Defective airbags made by Takata have been linked to at least 23 deaths and over 300 injuries worldwide. As of 2018, at least 15 of those deaths and 278 of those injuries occurred in the United States alone. Six years ago, 3.6 million Takata airbags were recalled for their potential to inflate and send shrapnel into passengers. Since then, the Takata airbag recall has grown into the largest in American automotive history. The Takata airbag recall notice covers both luxury and more affordable brands.

The recall is so widespread that many consumers have become confused and frustrated, and are left wondering if their car is affected, and what to do if so.
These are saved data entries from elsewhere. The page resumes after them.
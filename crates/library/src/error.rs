use platform::storage::PathTooLong;
use store::StoreError;

/// Listing and cache errors.
#[derive(Debug, Clone, Copy, PartialEq, Eq, thiserror::Error)]
#[cfg_attr(feature = "defmt", derive(defmt::Format))]
pub enum CacheError {
    /// The SD card reported an error while listing.
    #[error("SD card error")]
    Io,
    /// A path did not fit the path buffer.
    #[error("path too long")]
    PathTooLong,
    /// Reading or writing the cache file failed.
    #[error("cache: {0}")]
    Store(StoreError),
}

impl CacheError {
    /// Short text for the on-screen banner.
    pub fn banner(&self) -> &'static str {
        match self {
            Self::Io => "SD card error",
            Self::PathTooLong => "Path too long",
            Self::Store(e) => e.banner(),
        }
    }
}

impl From<PathTooLong> for CacheError {
    fn from(_: PathTooLong) -> Self {
        Self::PathTooLong
    }
}

impl From<StoreError> for CacheError {
    fn from(e: StoreError) -> Self {
        Self::Store(e)
    }
}

pub(crate) fn io<E: core::fmt::Debug>(err: E) -> CacheError {
    tracing::warn!("library: sd {:?}", err);
    CacheError::Io
}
What You Need to Know About Takata Defective Airbags

Approximately 37 million vehicles are under recall to replace the defective and potentially deadly airbag inflators. Given the number of vehicles affected, and the seriousness of the injuries reported, receiving a Takata airbag recall notice may scare you. Receiving the notice means that you will likely have your vehicle repaired in the coming weeks. As the defenders of justice, we firmly believe that the injuries and deaths associated with the Takata defective airbags should have never happened. However, upon receiving the Takata recall notice, it is important that you begin making arrangements to get the necessary repairs as soon as possible. This repair may save you or a loved one’s life.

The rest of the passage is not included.